In Henry Schein Inc. v. Archer and White Sales Inc., No. 17-1272, 586 U. S. ____ (2019), the United States Supreme Court unanimously held that the language in contracts – not judges – controls whether a claim must be arbitrated as the “wholly groundless” exception to arbitrability is inconsistent with the Federal Arbitration Act (“FAA”) and U.S. Supreme Court precedent. In so holding, the Court reiterated its long-standing precedent that, pursuant to the FAA, arbitration is a matter of contract and courts must enforce arbitration agreements as they are written. Thus, if parties contractually agree to have an arbitrator decide the preliminary issue of whether a claim is to be litigated in court or arbitrated in arbitration, a concept known as “arbitrability,” then a court must abide by that language and is prohibited from overriding the contract, even if the court believes that the arbitrability claim is wholly groundless.

The case arose out of a commercial contract dispute. Archer & White Sales, Inc. (“Archer”) sued Henry Schein, Inc. (“Schein”) in federal court for the Eastern District of Texas for alleged violations of federal and state antitrust law. Archer sought both monetary damages as well as injunctive relief. According to the terms of the parties’ contract, however, any dispute between the parties was to be arbitrated except for, among other things, actions seeking injunctive relief. In response to the complaint, Schein invoked the FAA and requested that the court compel the dispute to arbitration pursuant to the parties’ agreement. Archer, on the other hand, argued that the matter was not subject to arbitration because it sought injunctive relief, which was specifically omitted from the parties’ arbitration agreement. Schein countered that the agreement expressly incorporated the arbitration rules of the American Arbitration Association, which provided that arbitrators have the power to resolve arbitrability questions. Archer refuted this position by arguing that Schein’s position was wholly groundless and that the District Court could resolve the threshold issue of arbitrability. Relying on Fifth Circuit precedent, the District Court sided with Archer, utilized the “wholly groundless” exception, and denied Schein’s motion to compel the case to arbitration. The Fifth Circuit Court of Appeals affirmed that decision.
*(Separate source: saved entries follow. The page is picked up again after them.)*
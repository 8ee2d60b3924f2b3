//! Terminal output for the CLI
//!
//! Uses `cliclack` for spinners, prompts and step logs in an interactive
//! terminal, and plain prefixed lines everywhere else (CI, pipes, tests).

mod context;
mod output;
mod progress;
mod prompts;
mod theme;

pub use context::UiContext;
pub use output::{
    intro, key_value, outro_success, step_error_detail, step_info, step_ok, step_ok_detail,
    step_warn_hint, toast,
};
pub use progress::TaskSpinner;
pub use prompts::confirm;
pub use theme::{init_theme, SwTheme};
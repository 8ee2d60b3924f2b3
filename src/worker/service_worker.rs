//! One worker instance: a state machine in front of a cache manager

use crate::cache::CacheVersion;
use crate::error::{SwError, SwResult};
use crate::fetch::Request;
use crate::worker::event::{Event, EventKind, EventOutcome};
use crate::worker::manager::{ActivateReport, CacheManager, FetchOutcome, InstallReport};
use crate::worker::state::WorkerState;
use std::sync::Arc;
use tokio::sync::RwLock;
use tracing::{debug, info, warn};
use uuid::Uuid;

/// A worker instance serving one cache version
pub struct ServiceWorker {
    id: Uuid,
    state: RwLock<WorkerState>,
    manager: Arc<CacheManager>,
}

impl ServiceWorker {
    /// Create a worker that still has to install
    pub fn new(manager: Arc<CacheManager>) -> Self {
        Self {
            id: Uuid::new_v4(),
            state: RwLock::new(WorkerState::Parsed),
            manager,
        }
    }

    /// Restore a worker whose version was installed and activated earlier
    ///
    /// Used when a process starts over caches persisted by a previous run.
    pub fn resumed(manager: Arc<CacheManager>) -> Self {
        Self {
            id: Uuid::new_v4(),
            state: RwLock::new(WorkerState::Active),
            manager,
        }
    }

    /// Worker ID
    pub fn id(&self) -> Uuid {
        self.id
    }

    /// Cache version served by this worker
    pub fn version(&self) -> &CacheVersion {
        self.manager.version()
    }

    /// The cache manager behind this worker
    pub fn manager(&self) -> &Arc<CacheManager> {
        &self.manager
    }

    /// Current lifecycle state
    pub async fn state(&self) -> WorkerState {
        *self.state.read().await
    }

    async fn transition(&self, next: WorkerState) -> SwResult<()> {
        let mut state = self.state.write().await;
        let previous = *state;
        state.transition(next)?;
        debug!("Worker {} ({}): {} -> {}", self.id, self.version(), previous, next);
        Ok(())
    }

    /// Deliver an event to its handler.
    ///
    /// Each event kind maps to exactly one handler; events the current
    /// state does not accept are rejected. Returns once the handler's work
    /// has settled.
    pub async fn dispatch(&self, event: Event) -> SwResult<EventOutcome> {
        let kind = event.kind();
        let state = self.state().await;
        if !state.accepts(kind) {
            return Err(SwError::EventRejected {
                event: kind.to_string(),
                state,
            });
        }

        match event {
            Event::Install => self.manager.install().await.map(EventOutcome::Installed),
            Event::Activate => self.manager.activate().await.map(EventOutcome::Activated),
            Event::Fetch(request) => Ok(EventOutcome::Fetched(
                self.manager.handle_fetch(&request).await,
            )),
            Event::Push(payload) => self
                .manager
                .handle_push(payload.as_deref())
                .await
                .map(EventOutcome::Pushed),
            Event::NotificationClick {
                notification,
                action,
            } => self
                .manager
                .handle_notification_click(notification, action.as_deref())
                .await
                .map(EventOutcome::Clicked),
            Event::Sync { tag } | Event::PeriodicSync { tag } => {
                info!("Received {} event (tag: {}), nothing to do", kind, tag);
                Ok(EventOutcome::Acknowledged)
            }
        }
    }

    /// Run the install phase: parsed -> installing -> installed.
    ///
    /// A failed install leaves the worker redundant.
    pub async fn install(&self) -> SwResult<InstallReport> {
        self.transition(WorkerState::Installing).await?;
        match self.dispatch(Event::Install).await {
            Ok(EventOutcome::Installed(report)) => {
                self.transition(WorkerState::Installed).await?;
                Ok(report)
            }
            Ok(other) => Err(SwError::User(format!(
                "unexpected install outcome: {:?}",
                other
            ))),
            Err(e) => {
                warn!("Install of {} failed: {}", self.version(), e);
                self.transition(WorkerState::Redundant).await?;
                Err(e)
            }
        }
    }

    /// Run the activate phase: installed -> activating -> active.
    pub async fn activate(&self) -> SwResult<ActivateReport> {
        self.transition(WorkerState::Activating).await?;
        match self.dispatch(Event::Activate).await {
            Ok(EventOutcome::Activated(report)) => {
                self.transition(WorkerState::Active).await?;
                Ok(report)
            }
            Ok(other) => Err(SwError::User(format!(
                "unexpected activate outcome: {:?}",
                other
            ))),
            Err(e) => {
                warn!("Activation of {} failed: {}", self.version(), e);
                self.transition(WorkerState::Redundant).await?;
                Err(e)
            }
        }
    }

    /// Serve a fetch; a worker that isn't active leaves the request alone
    pub async fn fetch(&self, request: Request) -> FetchOutcome {
        match self.dispatch(Event::Fetch(request)).await {
            Ok(EventOutcome::Fetched(outcome)) => outcome,
            Ok(_) | Err(_) => FetchOutcome::Passthrough,
        }
    }

    /// Retire the worker
    pub async fn make_redundant(&self) {
        let mut state = self.state.write().await;
        if state.transition(WorkerState::Redundant).is_ok() {
            debug!("Worker {} ({}) is redundant", self.id, self.version());
        }
    }

    /// Whether the worker accepts events of `kind` right now
    pub async fn accepts(&self, kind: EventKind) -> bool {
        self.state().await.accepts(kind)
    }
}
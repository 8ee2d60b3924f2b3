//! Scripted network double for tests

use crate::error::{SwError, SwResult};
use crate::fetch::{Network, Request, Response};
use async_trait::async_trait;
use std::collections::HashMap;
use std::sync::atomic::{AtomicUsize, Ordering};
use std::time::Duration;

enum Route {
    Serve(Response),
    Fail,
}

/// Network answering from a fixed route table and counting calls
///
/// Unknown paths answer 404.
#[derive(Default)]
pub(crate) struct ScriptedNetwork {
    routes: HashMap<String, Route>,
    calls: AtomicUsize,
    delay: Option<Duration>,
}

impl ScriptedNetwork {
    pub(crate) fn new() -> Self {
        Self::default()
    }

    pub(crate) fn serve(mut self, path: &str, body: &str) -> Self {
        self.routes
            .insert(path.to_string(), Route::Serve(Response::ok(body.to_string())));
        self
    }

    pub(crate) fn respond(mut self, path: &str, response: Response) -> Self {
        self.routes.insert(path.to_string(), Route::Serve(response));
        self
    }

    pub(crate) fn fail(mut self, path: &str) -> Self {
        self.routes.insert(path.to_string(), Route::Fail);
        self
    }

    pub(crate) fn with_delay(mut self, delay: Duration) -> Self {
        self.delay = Some(delay);
        self
    }

    pub(crate) fn calls(&self) -> usize {
        self.calls.load(Ordering::SeqCst)
    }
}

#[async_trait]
impl Network for ScriptedNetwork {
    async fn fetch(&self, request: &Request) -> SwResult<Response> {
        self.calls.fetch_add(1, Ordering::SeqCst);
        if let Some(delay) = self.delay {
            tokio::time::sleep(delay).await;
        }
        match self.routes.get(request.url.path()) {
            Some(Route::Serve(response)) => Ok(response.clone()),
            Some(Route::Fail) => Err(SwError::network(request.url.as_str(), "connection refused")),
            None => Ok(Response::new(404, "")),
        }
    }

    fn name(&self) -> &'static str {
        "scripted"
    }
}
The U.S. Supreme Court, however, disagreed. Writing his first majority opinion for the Court, Justice Kavanaugh explained that the “wholly groundless” exception to arbitrability is contrary to federal law and Supreme Court precedent. In particular, the Court reasoned that, since the enactment of the FAA in 1925, arbitration has been a matter of contract and arbitration agreements must be enforced by courts pursuant to their terms. This includes provisions that require arbitrators – as opposed to judges – to determine the gateway issue of arbitrability.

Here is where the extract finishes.